I don't understand your first paragraph. Shouldn't the cosmic ray flux through each bit be the same for each bit, and unchanged as you increase the total amount of memory? If I'm a given bit, should having a second stick of RAM 10 inches away affect whether I flip during a given time period?


Shouldn't the cosmic ray flux through each bit be the same for each bit, and unchanged as you increase the total amount of memory?

For identically manufactured ram, generally yes. The total number of upsets you'll see from a collection of 10 sticks of RAM will be roughly 10x higher than from 1 stick of RAM. However, there are huge variations in RAM, especially when you're comparing modern RAM to RAM manufactured in, say, 1988. The main figure used in the article (1.3e-12 upsets/bit/hour) comes from a study of a Cray Y-MP 8 system that had a main memory system containing approximately 32,000 SRAM chips. This amount of memory is measured in cubic meters, yet today the same number of bits of RAM fits on half or a quarter of a single DIMM.

Suffice it to say, the cosmic ray flux through the Cray Y-MP 8's main memory system and through half of a 2GB DIMM is significantly different, by orders of magnitude.

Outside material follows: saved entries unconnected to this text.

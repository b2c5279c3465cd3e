//! Identifier newtypes shared by all entity kinds

/// Defines a UUID v7 (time-sortable) identifier newtype.
macro_rules! entity_id {
    ($(#[$meta:meta])* $name:ident) => {
        $(#[$meta])*
        #[derive(Debug, Clone, Copy, PartialEq, Eq, Hash, PartialOrd, Ord, Serialize, Deserialize)]
        #[serde(transparent)]
        pub struct $name(Uuid);

        impl $name {
            /// Create a new unique ID using UUID v7
            #[must_use]
            pub fn new() -> Self {
                Self(Uuid::now_v7())
            }

            /// Get the string representation of this ID
            #[must_use]
            pub fn as_str(&self) -> String {
                self.0.to_string()
            }
        }

        impl Default for $name {
            fn default() -> Self {
                Self::new()
            }
        }

        impl fmt::Display for $name {
            fn fmt(&self, f: &mut fmt::Formatter<'_>) -> fmt::Result {
                write!(f, "{}", self.0)
            }
        }

        impl FromStr for $name {
            type Err = uuid::Error;

            fn from_str(s: &str) -> std::result::Result<Self, Self::Err> {
                Ok(Self(Uuid::parse_str(s)?))
            }
        }
    };
}

pub(crate) use entity_id;
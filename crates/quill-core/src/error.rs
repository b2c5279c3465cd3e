//! Error types for quill-core

use thiserror::Error;

/// Result type alias using quill-core's Error
pub type Result<T> = std::result::Result<T, Error>;

/// Errors that can occur in quill-core storage operations
#[derive(Error, Debug)]
pub enum Error {
    /// Database error
    #[error("Database error: {0}")]
    Database(String),

    /// libSQL error
    #[error("libSQL error: {0}")]
    LibSql(#[from] libsql::Error),

    /// IO error
    #[error("IO error: {0}")]
    Io(#[from] std::io::Error),

    /// Entity not found
    #[error("Not found: {0}")]
    NotFound(String),

    /// Invalid input
    #[error("Invalid input: {0}")]
    InvalidInput(String),

    /// Serialization error
    #[error("Serialization error: {0}")]
    Serialization(#[from] serde_json::Error),
}
//! quill-core - Core library for Quill
//!
//! This crate contains the note, folder and media models, the libSQL-backed
//! local store, and the synchronization engine used by the Quill CLI.

pub mod db;
pub mod error;
pub mod models;
pub mod services;
pub mod storage;
pub mod sync;
pub mod util;

pub use error::{Error, Result};
pub use models::{Folder, FolderId, MediaId, MediaItem, Note, NoteId};
pub use services::{Backup, LocalStore, RestoreSummary};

At the same time, the memory cell in the Y-MP 8 and the memory cell in a 2GB DDR2 DIMM will have a different rate of sensitivity to cosmic ray flux, translating to a different rate of upsets for the same rate of neutron flux per memory cell. However, these two factors don't balance each other out, modern memory cells aren't thousands of times more sensitive to cosmic rays even though they take up thousands of times less space. The result is that a figure of upsets/bits/year can only be taken to be constant so long as the memory technology remains constant. That is most decidedly not the case here. If one were using 4GB of Cray Y-MP ram (which would likely fill an entire server rack, and more) perhaps you'd see the SEU rates the author calculates. However, most folks these days are using 4GB of RAM in 2 tiny DIMMs which may have, at most, a combined cross-sectional area (of the actual memory chips) of at most maybe 16 cm^2. This has non-trivial effects on the SEU rate.

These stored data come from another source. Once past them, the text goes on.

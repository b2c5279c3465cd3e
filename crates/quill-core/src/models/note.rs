//! Note model

use regex::Regex;
use serde::{Deserialize, Serialize};
use std::collections::HashSet;
use std::fmt;
use std::str::FromStr;
use std::sync::OnceLock;
use uuid::Uuid;

use super::folder::FolderId;
use super::id::entity_id;

entity_id!(
    /// A unique identifier for a note
    NoteId
);

/// A note in the system
#[derive(Debug, Clone, PartialEq, Eq, Serialize, Deserialize)]
pub struct Note {
    /// Unique identifier
    pub id: NoteId,
    /// Title shown in lists
    #[serde(default)]
    pub title: String,
    /// Markdown content
    pub content: String,
    /// Containing folder, `None` for the root
    #[serde(default)]
    pub folder_id: Option<FolderId>,
    /// Creation timestamp (Unix ms)
    pub created_at: i64,
    /// Last update timestamp (Unix ms)
    pub updated_at: i64,
}

impl Note {
    /// Create a new note with the given title and content
    #[must_use]
    pub fn new(title: impl Into<String>, content: impl Into<String>) -> Self {
        let now = chrono::Utc::now().timestamp_millis();
        Self {
            id: NoteId::new(),
            title: title.into(),
            content: content.into(),
            folder_id: None,
            created_at: now,
            updated_at: now,
        }
    }

    /// Place the note inside a folder
    #[must_use]
    pub const fn in_folder(mut self, folder_id: FolderId) -> Self {
        self.folder_id = Some(folder_id);
        self
    }

    /// Extract #tags from title and content
    #[must_use]
    pub fn tags(&self) -> Vec<String> {
        let mut tags = extract_tags(&format!("{}\n{}", self.title, self.content));
        tags.sort();
        tags
    }

    /// Title when set, otherwise the first content line, truncated to `max_len` characters
    #[must_use]
    pub fn title_preview(&self, max_len: usize) -> String {
        let source = if self.title.trim().is_empty() {
            self.content.lines().next().unwrap_or("")
        } else {
            self.title.trim()
        };
        source.chars().take(max_len).collect()
    }

    /// Check if note content is empty (whitespace-only counts as empty)
    #[must_use]
    pub fn is_empty(&self) -> bool {
        self.title.trim().is_empty() && self.content.trim().is_empty()
    }
}

/// Extract #tags from text
///
/// Valid tags match the pattern: `#[a-zA-Z][a-zA-Z0-9_-]*`
/// Tags are returned in lowercase and deduplicated.
///
/// # Examples
///
/// ```
/// use quill_core::models::extract_tags;
///
/// let tags = extract_tags("Hello #world this is #Rust-lang");
/// assert!(tags.contains(&"world".to_string()));
/// assert!(tags.contains(&"rust-lang".to_string()));
/// ```
#[must_use]
pub fn extract_tags(text: &str) -> Vec<String> {
    static TAG_RE: OnceLock<Regex> = OnceLock::new();
    let re = TAG_RE.get_or_init(|| Regex::new(r"#([a-zA-Z][a-zA-Z0-9_-]*)").expect("Invalid regex"));
    re.captures_iter(text)
        .map(|cap| cap[1].to_lowercase())
        .collect::<HashSet<_>>()
        .into_iter()
        .collect()
}

#[cfg(test)]
mod tests {
    use super::*;

    #[test]
    fn test_note_id_unique() {
        let id1 = NoteId::new();
        let id2 = NoteId::new();
        assert_ne!(id1, id2);
    }

    #[test]
    fn test_note_id_parse() {
        let id = NoteId::new();
        let parsed: NoteId = id.as_str().parse().unwrap();
        assert_eq!(id, parsed);
    }

    #[test]
    fn test_note_new() {
        let note = Note::new("Groceries", "Milk and eggs");
        assert_eq!(note.title, "Groceries");
        assert_eq!(note.content, "Milk and eggs");
        assert!(note.folder_id.is_none());
        assert!(note.created_at > 0);
        assert_eq!(note.created_at, note.updated_at);
    }

    #[test]
    fn test_tags_cover_title_and_content() {
        let note = Note::new("Plan #Work", "call bob #phone #work");
        assert_eq!(note.tags(), vec!["phone", "work"]);
    }

    #[test]
    fn test_extract_tags_invalid() {
        // Tags starting with numbers are invalid
        let tags = extract_tags("#123 #456test");
        assert!(tags.is_empty());
    }

    #[test]
    fn test_extract_tags_deduplication() {
        let tags = extract_tags("#hello #Hello #HELLO");
        assert_eq!(tags, vec!["hello"]);
    }

    #[test]
    fn test_title_preview_falls_back_to_first_line() {
        let untitled = Note::new("", "First line\nSecond line");
        assert_eq!(untitled.title_preview(50), "First line");
        assert_eq!(untitled.title_preview(5), "First");

        let titled = Note::new("Title", "Body");
        assert_eq!(titled.title_preview(50), "Title");
    }

    #[test]
    fn test_is_empty() {
        assert!(Note::new(" ", "   ").is_empty());
        assert!(!Note::new("", "Hello").is_empty());
    }

    #[test]
    fn test_note_id_serializes_as_plain_string() {
        let id = NoteId::new();
        let json = serde_json::to_string(&id).unwrap();
        assert_eq!(json, format!("\"{id}\""));
    }
}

Oh, OK. I guess then I wouldn't say that upsets/bit/hour is an incorrect unit. (It's clearly what you want to know to calculate the chance of error for a given piece of RAM.) It's just that this parameter varies across time and manufacturers. Using the value from a particular model of RAM manufactured in 1988 is sure to lead to wrong conclusions.

Thanks.


The rate of cosmic ray intersection is most likely directly proportional to the physical cross section of the silicon. The author uses per-bit empirical data from 10 years ago, when memory was 100 times less dense, and then extrapolates to the present. It would likely be more correct to use a per-chip (or per cm^2) rate.


I think his point was that as you get a higher number of bits per volume, the number of flips per GB would go down, basically because for a given number of bits, a higher density would imply they are exposed to less flux.


Based on pure gut feeling, I doubt that sensitivity has increased at all for at least a decade now. Anything that penetrates into the casing is either something that will not interact with it, or has enough energy to flip a bit both in a 180nm and 32nm process.